引きこもりLv.999の国づくり! ―最強ステータスで世界統一します―

魔法少女どま子

堕落した国王

 ーー私は皇族だ。
 国民を平和に導く義務がある。
 私的な感情に振り回されてはいけない。
 エルノス父王が望んでいるのはたったひとつ。

 シュンの抹殺だけ。

 権力の分散を最も嫌う人だから。自分が一番偉くありたい人だから。

 シュンが《消えたあと》であれば、後のシュロン国はきっと父が統治してくれる。あるいは、私に統治の代行を任せてくれるかもしれない。

 シュン。
 彼さえ殺せば、世界は平和になる……

 夜。寝静まり返った客室。
 シュンもロニンも眠っている。
 そのなかにあって、セレスティアだけがゆっくりと、静かに起きあがった。

 引きこもりレベル999にして、最近は国王としてさらなる強さを手に入れたシュン。
 だが、寝ている姿は無防備なものだ。一気にこの隙を付けば、いくら彼だってーー

 胸が激しく高鳴る。
 自身の激しい息づかいが聞こえる。

 ーーごめん。シュン君。
 私を悪者と罵っても構わない。
 でも、こうするしか、もう方法はない。
 さよなら……私の尊敬する人。

 決意を固め、セレスティアが右手を掲げたーーその瞬間。

「殺るんなら、せめてロニンに当たらないようにしてくれよ」
「あ……」

 まさか気づいていたのか、シュンが静かに目を開いた。そのまま上半身を起こし、まっすぐにセレスティアを見据える。

「ご、ごめんなさい……これは……」
「わかってるさ。エルノスに頼まれたんだろ。大方、俺かシュロン国を天秤にかけられたんじゃねえの?」

 ーー鋭い。
 小国とはいえ、さすがは一国を束ねるだけはある。
 セレスティアが口ごもっていると、シュンは後頭部をかき、あーあと息を吐いた。

「でも、ま、おまえの思ってる通りかもしれねえな。

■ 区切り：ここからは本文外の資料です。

use super::Error;

/// Error when a destination is not shaped the way a scan requires.
///
/// This occurs when:
/// - The destination of a single-record fetch is not a record
/// - Two fields of a record map to the same column name
#[derive(Debug)]
pub(super) struct InvalidArgumentError {
    message: Box<str>,
}

impl std::error::Error for InvalidArgumentError {}

impl core::fmt::Display for InvalidArgumentError {
    fn fmt(&self, f: &mut core::fmt::Formatter) -> core::fmt::Result {
        write!(f, "invalid argument: {}", self.message)
    }
}

impl Error {
    /// Creates an invalid argument error.
    pub fn invalid_argument(message: impl Into<String>) -> Error {
        Error::from(super::ErrorKind::InvalidArgument(InvalidArgumentError {
            message: message.into().into(),
        }))
    }

    /// Returns `true` if this error is an invalid argument error.
    pub fn is_invalid_argument(&self) -> bool {
        self.any_kind(|kind| matches!(kind, super::ErrorKind::InvalidArgument(_)))
    }
}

俺さえいなくなりゃ、王都もシュロン国も平和になるのかもしれねえ。……はは、笑っちまうぜ」
「……シュン君、私は……」

 セレスティアが言いかけた、そのとき。

「危ねえ!」
 ふいにシュンがセレスティアのもとに飛び込んできた。
「えっ……?」
 シュンに抱き抱えられ、床をころころと転がり回る。その一瞬、セレスティアは視界の端に《あってはならない者》を捉えた。

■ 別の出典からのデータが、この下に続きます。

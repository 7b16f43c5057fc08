use rusqlite::{
    types::{ToSql, ToSqlOutput, Value as SqlValue, ValueRef},
    Row,
};
use sqlscan_core::{stmt::Value as CoreValue, Error, Result};

/// A parameter value borrowed for binding to a SQLite statement.
#[derive(Debug)]
pub(crate) struct Value<'a>(&'a CoreValue);

impl<'a> From<&'a CoreValue> for Value<'a> {
    fn from(value: &'a CoreValue) -> Self {
        Self(value)
    }
}

impl Value<'_> {
    /// Converts a SQLite value within a row to a core value.
    ///
    /// SQLite only has five storage classes, so integers come back as `I64`
    /// and reals as `F64`; field assignment narrows them.
    pub(crate) fn from_sql(row: &Row<'_>, index: usize) -> Result<CoreValue> {
        let value = row.get_ref(index).map_err(Error::driver_operation_failed)?;

        Ok(match value {
            ValueRef::Null => CoreValue::Null,
            ValueRef::Integer(value) => CoreValue::I64(value),
            ValueRef::Real(value) => CoreValue::F64(value),
            ValueRef::Text(value) => CoreValue::String(
                std::str::from_utf8(value)
                    .map_err(Error::driver_operation_failed)?
                    .to_owned(),
            ),
            ValueRef::Blob(value) => CoreValue::Bytes(value.to_vec()),
        })
    }
}

impl ToSql for Value<'_> {
    fn to_sql(&self) -> rusqlite::Result<ToSqlOutput<'_>> {
        match self.0 {
            CoreValue::Bool(true) => Ok(ToSqlOutput::Owned(SqlValue::Integer(1))),
            CoreValue::Bool(false) => Ok(ToSqlOutput::Owned(SqlValue::Integer(0))),
            CoreValue::I16(v) => Ok(ToSqlOutput::Owned(SqlValue::Integer(*v as i64))),
            CoreValue::I32(v) => Ok(ToSqlOutput::Owned(SqlValue::Integer(*v as i64))),
            CoreValue::I64(v) => Ok(ToSqlOutput::Owned(SqlValue::Integer(*v))),
            CoreValue::F32(v) => Ok(ToSqlOutput::Owned(SqlValue::Real(*v as f64))),
            CoreValue::F64(v) => Ok(ToSqlOutput::Owned(SqlValue::Real(*v))),
            CoreValue::String(v) => Ok(ToSqlOutput::Borrowed(ValueRef::Text(v.as_bytes()))),
            CoreValue::Bytes(v) => Ok(ToSqlOutput::Borrowed(ValueRef::Blob(&v[..]))),
            CoreValue::Uuid(v) => Ok(ToSqlOutput::Owned(SqlValue::Text(v.to_string()))),
            CoreValue::Null => Ok(ToSqlOutput::Owned(SqlValue::Null)),
        }
    }
}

 すなわち、エルノス国王から派遣された闖入ちんにゅう者ーー

 すっかり忘れていた。
 エルノス国王ほど用心深い人物が、二重の手を打たないわけがないのだ。

 すなわち、セレスティアを囮として、こっそり派遣した魔術師たちにシュンを暗殺させるーー

「お父様! あなたは、そこまで堕落して……!」

 セレスティアが叫んだ、その瞬間。
 シュンとセレスティアを、目映いばかりの光が包み込みーー 
 そして次の瞬間、セレスティアとシュンは見知らぬ場所にいた。